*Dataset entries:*
'''

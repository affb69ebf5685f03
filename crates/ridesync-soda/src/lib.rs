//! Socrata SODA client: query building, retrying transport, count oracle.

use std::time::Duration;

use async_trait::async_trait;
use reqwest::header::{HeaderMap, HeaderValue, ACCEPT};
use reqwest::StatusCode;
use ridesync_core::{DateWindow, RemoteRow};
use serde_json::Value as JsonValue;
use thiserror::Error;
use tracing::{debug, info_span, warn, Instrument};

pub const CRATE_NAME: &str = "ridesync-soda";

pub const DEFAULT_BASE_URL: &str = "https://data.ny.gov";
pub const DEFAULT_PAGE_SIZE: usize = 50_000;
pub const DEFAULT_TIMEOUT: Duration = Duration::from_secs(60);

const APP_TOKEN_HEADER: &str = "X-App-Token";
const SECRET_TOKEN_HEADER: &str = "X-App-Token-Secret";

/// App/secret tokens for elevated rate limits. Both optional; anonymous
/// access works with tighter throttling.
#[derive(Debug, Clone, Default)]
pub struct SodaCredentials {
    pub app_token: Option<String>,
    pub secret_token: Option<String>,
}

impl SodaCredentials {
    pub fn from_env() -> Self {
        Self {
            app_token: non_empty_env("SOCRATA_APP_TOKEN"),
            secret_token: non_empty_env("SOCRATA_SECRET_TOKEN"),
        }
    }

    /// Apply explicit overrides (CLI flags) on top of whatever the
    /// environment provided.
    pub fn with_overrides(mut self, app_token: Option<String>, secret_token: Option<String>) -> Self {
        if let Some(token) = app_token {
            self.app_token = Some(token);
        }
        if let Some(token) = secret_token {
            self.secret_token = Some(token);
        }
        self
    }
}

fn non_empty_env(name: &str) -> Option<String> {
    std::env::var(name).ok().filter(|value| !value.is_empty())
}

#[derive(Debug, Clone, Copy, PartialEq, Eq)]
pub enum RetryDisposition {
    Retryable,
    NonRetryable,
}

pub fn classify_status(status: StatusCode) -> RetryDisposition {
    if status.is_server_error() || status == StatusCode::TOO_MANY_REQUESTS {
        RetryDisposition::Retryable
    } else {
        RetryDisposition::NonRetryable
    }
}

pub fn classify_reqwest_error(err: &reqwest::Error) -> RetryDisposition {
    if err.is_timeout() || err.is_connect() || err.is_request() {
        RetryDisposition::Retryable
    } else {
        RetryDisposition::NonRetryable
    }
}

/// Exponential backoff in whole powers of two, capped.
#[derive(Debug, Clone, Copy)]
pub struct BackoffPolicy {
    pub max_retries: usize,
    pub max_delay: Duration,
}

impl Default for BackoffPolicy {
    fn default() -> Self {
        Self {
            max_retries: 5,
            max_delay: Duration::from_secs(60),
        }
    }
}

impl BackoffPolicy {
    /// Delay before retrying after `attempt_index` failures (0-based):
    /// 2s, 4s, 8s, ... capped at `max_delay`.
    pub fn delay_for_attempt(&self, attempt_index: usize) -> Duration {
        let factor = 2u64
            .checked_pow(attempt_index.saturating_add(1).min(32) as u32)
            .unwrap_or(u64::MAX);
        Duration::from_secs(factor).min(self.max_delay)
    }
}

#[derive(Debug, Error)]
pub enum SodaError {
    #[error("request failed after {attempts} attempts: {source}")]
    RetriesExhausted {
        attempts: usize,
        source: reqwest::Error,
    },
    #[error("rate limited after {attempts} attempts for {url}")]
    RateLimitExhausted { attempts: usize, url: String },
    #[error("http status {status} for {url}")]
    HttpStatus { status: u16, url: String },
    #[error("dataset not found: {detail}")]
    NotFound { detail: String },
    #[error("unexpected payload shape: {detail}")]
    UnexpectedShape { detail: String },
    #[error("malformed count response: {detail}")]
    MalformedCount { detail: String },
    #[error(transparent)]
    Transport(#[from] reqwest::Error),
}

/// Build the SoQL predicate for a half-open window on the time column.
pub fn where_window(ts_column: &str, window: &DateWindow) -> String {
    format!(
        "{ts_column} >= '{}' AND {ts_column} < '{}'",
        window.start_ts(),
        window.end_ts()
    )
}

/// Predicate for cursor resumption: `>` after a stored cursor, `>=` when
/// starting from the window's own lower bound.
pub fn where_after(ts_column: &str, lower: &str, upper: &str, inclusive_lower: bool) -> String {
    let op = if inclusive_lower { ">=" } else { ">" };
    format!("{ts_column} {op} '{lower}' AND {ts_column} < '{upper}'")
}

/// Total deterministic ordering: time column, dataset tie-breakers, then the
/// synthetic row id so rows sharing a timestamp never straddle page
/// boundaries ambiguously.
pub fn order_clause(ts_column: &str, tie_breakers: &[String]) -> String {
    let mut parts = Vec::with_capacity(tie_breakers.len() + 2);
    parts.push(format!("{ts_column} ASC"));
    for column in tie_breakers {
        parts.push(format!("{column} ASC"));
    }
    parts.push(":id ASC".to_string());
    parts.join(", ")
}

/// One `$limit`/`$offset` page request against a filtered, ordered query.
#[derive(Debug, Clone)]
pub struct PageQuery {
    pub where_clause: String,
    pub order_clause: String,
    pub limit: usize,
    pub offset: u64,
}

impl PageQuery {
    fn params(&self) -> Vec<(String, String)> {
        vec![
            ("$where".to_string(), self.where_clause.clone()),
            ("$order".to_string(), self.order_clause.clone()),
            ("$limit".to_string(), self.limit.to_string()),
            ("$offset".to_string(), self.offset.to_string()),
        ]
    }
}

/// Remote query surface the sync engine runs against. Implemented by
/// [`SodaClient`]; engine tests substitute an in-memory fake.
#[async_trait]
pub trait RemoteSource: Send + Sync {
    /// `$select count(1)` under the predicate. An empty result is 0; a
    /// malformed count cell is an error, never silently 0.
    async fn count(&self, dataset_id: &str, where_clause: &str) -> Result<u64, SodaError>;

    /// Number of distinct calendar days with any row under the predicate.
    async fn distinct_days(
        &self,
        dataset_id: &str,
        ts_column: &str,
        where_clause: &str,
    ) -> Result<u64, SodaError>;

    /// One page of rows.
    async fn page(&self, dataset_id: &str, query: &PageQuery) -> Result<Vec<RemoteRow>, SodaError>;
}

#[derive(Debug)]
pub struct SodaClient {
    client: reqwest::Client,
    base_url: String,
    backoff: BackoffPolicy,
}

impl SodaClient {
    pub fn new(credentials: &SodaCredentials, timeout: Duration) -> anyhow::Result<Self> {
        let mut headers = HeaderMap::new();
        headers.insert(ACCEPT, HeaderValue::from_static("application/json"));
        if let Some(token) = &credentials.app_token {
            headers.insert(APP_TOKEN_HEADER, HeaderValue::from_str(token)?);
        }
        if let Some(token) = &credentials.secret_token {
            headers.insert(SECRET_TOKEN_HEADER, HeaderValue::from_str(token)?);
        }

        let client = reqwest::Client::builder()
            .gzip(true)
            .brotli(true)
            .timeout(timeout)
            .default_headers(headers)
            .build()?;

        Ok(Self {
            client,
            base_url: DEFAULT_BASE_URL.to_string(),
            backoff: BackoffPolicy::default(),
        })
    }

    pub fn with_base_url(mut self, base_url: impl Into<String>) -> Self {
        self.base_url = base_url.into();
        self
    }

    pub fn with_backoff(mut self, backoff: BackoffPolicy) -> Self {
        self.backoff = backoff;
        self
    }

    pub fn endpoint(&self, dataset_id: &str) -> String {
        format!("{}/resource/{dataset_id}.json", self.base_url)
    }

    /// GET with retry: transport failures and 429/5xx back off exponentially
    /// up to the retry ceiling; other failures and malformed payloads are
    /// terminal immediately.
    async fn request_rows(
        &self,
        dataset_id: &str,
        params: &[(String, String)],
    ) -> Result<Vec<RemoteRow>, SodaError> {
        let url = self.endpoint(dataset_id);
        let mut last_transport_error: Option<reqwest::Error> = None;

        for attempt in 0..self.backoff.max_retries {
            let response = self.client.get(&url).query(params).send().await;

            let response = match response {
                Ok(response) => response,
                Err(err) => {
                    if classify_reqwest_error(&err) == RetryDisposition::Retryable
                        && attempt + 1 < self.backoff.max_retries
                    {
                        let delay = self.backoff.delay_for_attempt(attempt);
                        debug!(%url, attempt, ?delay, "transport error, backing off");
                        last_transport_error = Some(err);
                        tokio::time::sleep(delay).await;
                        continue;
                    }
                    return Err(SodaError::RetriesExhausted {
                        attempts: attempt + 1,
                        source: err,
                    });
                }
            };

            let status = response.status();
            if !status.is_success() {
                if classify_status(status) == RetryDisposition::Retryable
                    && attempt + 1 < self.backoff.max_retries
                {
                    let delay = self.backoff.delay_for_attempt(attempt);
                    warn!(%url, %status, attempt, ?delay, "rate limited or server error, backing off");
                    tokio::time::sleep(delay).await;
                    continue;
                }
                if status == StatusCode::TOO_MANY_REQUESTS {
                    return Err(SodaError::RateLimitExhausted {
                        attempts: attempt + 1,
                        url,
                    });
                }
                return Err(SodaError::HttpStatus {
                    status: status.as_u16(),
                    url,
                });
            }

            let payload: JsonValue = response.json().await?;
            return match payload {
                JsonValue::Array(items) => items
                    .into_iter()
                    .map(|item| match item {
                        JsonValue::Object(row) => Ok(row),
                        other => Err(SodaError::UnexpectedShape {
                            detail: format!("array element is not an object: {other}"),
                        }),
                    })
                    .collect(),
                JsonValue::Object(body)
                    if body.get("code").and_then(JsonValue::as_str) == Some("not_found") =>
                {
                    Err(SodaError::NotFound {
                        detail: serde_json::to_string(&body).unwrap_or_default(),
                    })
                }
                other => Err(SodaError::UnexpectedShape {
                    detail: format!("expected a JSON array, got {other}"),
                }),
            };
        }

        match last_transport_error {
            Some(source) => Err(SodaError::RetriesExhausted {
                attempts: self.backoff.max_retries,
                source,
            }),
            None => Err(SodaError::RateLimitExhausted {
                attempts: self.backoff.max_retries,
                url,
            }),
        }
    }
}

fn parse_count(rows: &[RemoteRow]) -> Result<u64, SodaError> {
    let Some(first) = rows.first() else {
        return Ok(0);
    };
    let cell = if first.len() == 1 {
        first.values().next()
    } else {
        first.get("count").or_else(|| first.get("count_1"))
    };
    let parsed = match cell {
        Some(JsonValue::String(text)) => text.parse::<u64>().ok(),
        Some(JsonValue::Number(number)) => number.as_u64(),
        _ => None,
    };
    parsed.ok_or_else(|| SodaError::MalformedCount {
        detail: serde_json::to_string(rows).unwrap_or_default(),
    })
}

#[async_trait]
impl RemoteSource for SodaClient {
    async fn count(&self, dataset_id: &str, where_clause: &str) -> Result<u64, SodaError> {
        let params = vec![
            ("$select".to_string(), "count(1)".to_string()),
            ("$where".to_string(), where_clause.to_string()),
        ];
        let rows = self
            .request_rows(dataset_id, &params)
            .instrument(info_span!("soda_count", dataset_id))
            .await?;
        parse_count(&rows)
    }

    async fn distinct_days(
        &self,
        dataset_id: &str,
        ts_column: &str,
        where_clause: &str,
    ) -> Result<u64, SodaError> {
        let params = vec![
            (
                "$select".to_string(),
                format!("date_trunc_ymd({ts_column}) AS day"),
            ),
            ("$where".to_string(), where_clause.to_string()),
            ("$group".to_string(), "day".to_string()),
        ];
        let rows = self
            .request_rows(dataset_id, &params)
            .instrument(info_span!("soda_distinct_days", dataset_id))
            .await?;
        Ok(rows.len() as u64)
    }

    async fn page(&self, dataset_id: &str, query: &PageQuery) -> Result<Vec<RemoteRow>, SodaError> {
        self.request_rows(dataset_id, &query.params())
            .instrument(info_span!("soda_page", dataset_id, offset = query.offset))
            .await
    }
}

'''

*WHAT IS NEEDED:* A single number is requested: the count of lines in the data that hold "MalformedCount".

*ANSWER BOX:* 2